Enchantée par la découverte de la série Murderbot (publiée en France sous le nom de l’Assasynth par les éditions l’Atalante), il y a un an, j’ai souhaité connaitre de façon plus approfondie le travail de cette autrice. Piochant quelque peu par hasard parmi les nombreuses œuvres de la dame, je suis tombée sur le cycle desLivres des Raksura, et sans le savoir, voilà que je mettais les pieds dans un monde complètement neuf et enivrant.
Les Livres des Raksura débutent là où beaucoup prennent fin : Moon, orphelin abandonné à la naissance, découvre les origines de sa famille et de son espèce après avoir arpenté le monde. Si le mythe du héros seul renouant avec ses origines est un lieu commun de la littérature, Martha Wells s’en amuse et propose une lecture neuve : ce n’est pas le chemin vers un foyer accueillant que nous découvrons, mais les difficultés de Moon quant à son intégration au sein d’une structure établie. En effet, le héros de l’histoire se révèle être un atout dans une sphère familiale en péril. Moon fait autant l’objet de convoitise que de jalousies, et son arrivée rebat les cartes d’une stratégie de survie. Plus encore, Martha Wells dépeint avec justesse et pertinence la force des apprentissages et de toute une vie passée ; Moon ne peut être seulement enthousiaste et zélé à l’idée de s’intégrer. C’est avant tout une personne qui s’est créée et a vécue seule, se transformant et s’adaptant pour trouver sa place dans un monde où il n’appartenait pas. Cela s’accompagne de traumatismes et de mécanismes de défense profondément ancrés. Alors, entre obstacles internes et volonté d’appartenir à celle·ux qui lui ont tant manqué, Moon nous révèle toute la complexité de sa personne.

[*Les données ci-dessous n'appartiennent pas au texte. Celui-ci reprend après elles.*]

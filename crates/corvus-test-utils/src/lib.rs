// SPDX-FileCopyrightText: 2026 Corvus Contributors
// SPDX-License-Identifier: MIT OR Apache-2.0

//! Deterministic test doubles for the Corvus connector traits.
//!
//! Fast, CI-runnable stand-ins for the embedding model, the generation
//! model, and the vector store, so service tests never touch external
//! processes.

pub mod mock_model;
pub mod mock_vector;

pub use mock_model::{MockEmbedder, MockGenerator};
pub use mock_vector::RecordingVectorStore;
// SPDX-FileCopyrightText: 2026 Corvus Contributors
// SPDX-License-Identifier: MIT OR Apache-2.0

//! Mock embedding and generation models.

use std::sync::atomic::{AtomicBool, AtomicUsize, Ordering};
use std::sync::Arc;

use async_trait::async_trait;
use chrono::Utc;
use futures::stream;
use tokio::sync::Mutex;

use corvus_core::{
    ChatMessage, CorvusError, EmbeddingModel, GenerationChunk, GenerationModel, GenerationStream,
};

/// Embedding model returning a fixed vector for every input.
///
/// Records inputs so tests can assert call order, and can be switched
/// into a failing mode.
pub struct MockEmbedder {
    vector: Vec<f32>,
    calls: Mutex<Vec<String>>,
    fail: AtomicBool,
    call_count: AtomicUsize,
}

impl MockEmbedder {
    /// Embedder that always returns `vector`.
    pub fn returning(vector: Vec<f32>) -> Arc<Self> {
        Arc::new(Self {
            vector,
            calls: Mutex::new(Vec::new()),
            fail: AtomicBool::new(false),
            call_count: AtomicUsize::new(0),
        })
    }

    /// Makes every subsequent call fail with `embed_error`.
    pub fn fail_from_now(&self) {
        self.fail.store(true, Ordering::SeqCst);
    }

    /// Inputs seen so far, in call order.
    pub async fn calls(&self) -> Vec<String> {
        self.calls.lock().await.clone()
    }

    pub fn call_count(&self) -> usize {
        self.call_count.load(Ordering::SeqCst)
    }
}

#[async_trait]
impl EmbeddingModel for MockEmbedder {
    async fn embed(&self, text: &str) -> Result<Vec<f32>, CorvusError> {
        self.call_count.fetch_add(1, Ordering::SeqCst);
        self.calls.lock().await.push(text.to_string());
        if self.fail.load(Ordering::SeqCst) {
            return Err(CorvusError::Embed {
                message: "mock embedder failure".to_string(),
                source: None,
            });
        }
        Ok(self.vector.clone())
    }
}

/// Generation model streaming a scripted chunk sequence.
///
/// Emits each text piece as a not-done chunk, then one final done chunk,
/// mirroring the model server's wire behavior. Captures the message
/// array it was called with.
pub struct MockGenerator {
    pieces: Vec<String>,
    last_messages: Mutex<Option<Vec<ChatMessage>>>,
}

impl MockGenerator {
    pub fn streaming(pieces: Vec<&str>) -> Arc<Self> {
        Arc::new(Self {
            pieces: pieces.into_iter().map(String::from).collect(),
            last_messages: Mutex::new(None),
        })
    }

    /// The message array from the most recent call.
    pub async fn last_messages(&self) -> Option<Vec<ChatMessage>> {
        self.last_messages.lock().await.clone()
    }
}

#[async_trait]
impl GenerationModel for MockGenerator {
    async fn chat_stream(
        &self,
        messages: Vec<ChatMessage>,
    ) -> Result<GenerationStream, CorvusError> {
        *self.last_messages.lock().await = Some(messages);

        let mut chunks: Vec<Result<GenerationChunk, CorvusError>> = self
            .pieces
            .iter()
            .map(|piece| {
                Ok(GenerationChunk {
                    done: false,
                    message: ChatMessage::assistant(piece.clone()),
                    created_at: Utc::now(),
                })
            })
            .collect();
        chunks.push(Ok(GenerationChunk {
            done: true,
            message: ChatMessage::assistant(""),
            created_at: Utc::now(),
        }));

        Ok(Box::pin(stream::iter(chunks)))
    }
}
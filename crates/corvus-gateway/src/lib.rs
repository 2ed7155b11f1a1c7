// SPDX-FileCopyrightText: 2026 Corvus Contributors
// SPDX-License-Identifier: MIT OR Apache-2.0

//! Gateway: the platform's HTTP front door.
//!
//! Validates requests, translates them into bus RPCs with trace
//! propagation, maps envelope errors onto HTTP statuses, and enforces a
//! per-process rate limit.

pub mod connector;
pub mod error;
pub mod ratelimit;
pub mod server;

pub use connector::{AuthConnector, DocumentConnector};
pub use ratelimit::RateLimiter;
pub use server::{router, serve, GatewayState};
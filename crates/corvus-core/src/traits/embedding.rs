// SPDX-FileCopyrightText: 2026 Corvus Contributors
// SPDX-License-Identifier: MIT OR Apache-2.0

//! Embedding model connector trait.

use async_trait::async_trait;

use crate::error::CorvusError;

/// Connector producing vector embeddings from text.
///
/// Both the index pipeline and the chat service embed through this seam;
/// the returned vector must have the collection's configured dimension.
#[async_trait]
pub trait EmbeddingModel: Send + Sync {
    /// Generates an embedding vector for the given text.
    async fn embed(&self, text: &str) -> Result<Vec<f32>, CorvusError>;
}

Ardente d’inventivité, Martha Wells tire le fil de son idée et le tisse dans son intégralité. Ajouté à son remaniement d’un trope récurrent, Wells créé un univers de toute pièce. De la planète aux espèces l’habitant, l’autrice prouve un sens du détail démesuré. Tout est à découvrir, tout est neuf à nos yeux d’humains et terriens. Chaque nouvelle cité visitée est détaillée et explicitée, tout comme les fonctionnements sociaux et culturels des sociétés narrées. C’est un des grands bonheurs à la lecture des Livres des Raksura : le frisson de l’anticipation à l’idée de découvrir ce que Wells nous a encore concocté. Martha Wells fait preuve d’une imagination infinie ; et si cela n’est pas le propre même de la fantasy, alors, je ne saurais quoi vous dire !
La plume de l’autrice s’en ressent dans son traitement. C’est-à-dire que Martha Wells est une autrice descriptive et efficace. Chez elle, pas de figure stylistique soufflée, ni de longues phrases ampoulées. Entre l’odeur chaude du petit pain sur l’étal du boulanger et le paysage de montagne qui s’élève au loin, l’autrice raconte de manière sensitive ; elle utilise nos cinq sens pour montrer. De même, Wells construit sa saga en cinq tomes de façon graduelle. Il est clair dès le premier tome que l’autrice a ordonné son histoire de façon précise. Alors, le rythme y est adapté : les trois premiers tomes sont des installations de l’univers, de la société des Raksura, des enjeux existants et de la personnalité de son héros. Le quatrième tome, quant à lui, signe le déclenchement de la grande et épique aventure que devront affronter les Raksura. Si cela peut paraître long de prime abord, il n’en est rien. Car Martha Wells est un monstre d’efficacité et de sens de l’intrigue ; chaque tome est une aventure en soi, doté de suspens et d’engagement pour nous lecteur. Il est très impressionnant de voir combien l’autrice sait nous emporter durant trois cent pages, et à la fin de celles-ci, éprouver l’apaisement de la résolution apportée, tout en re-signant pour un nouveau tome, sans sourciller ! Je ne serais pas étonnée de la voir intégrer un jour des équipes scénaristiques de cinéma, ou bien de séries, tant Martha Wells a saisi l’essence d’un récit construit avec brio.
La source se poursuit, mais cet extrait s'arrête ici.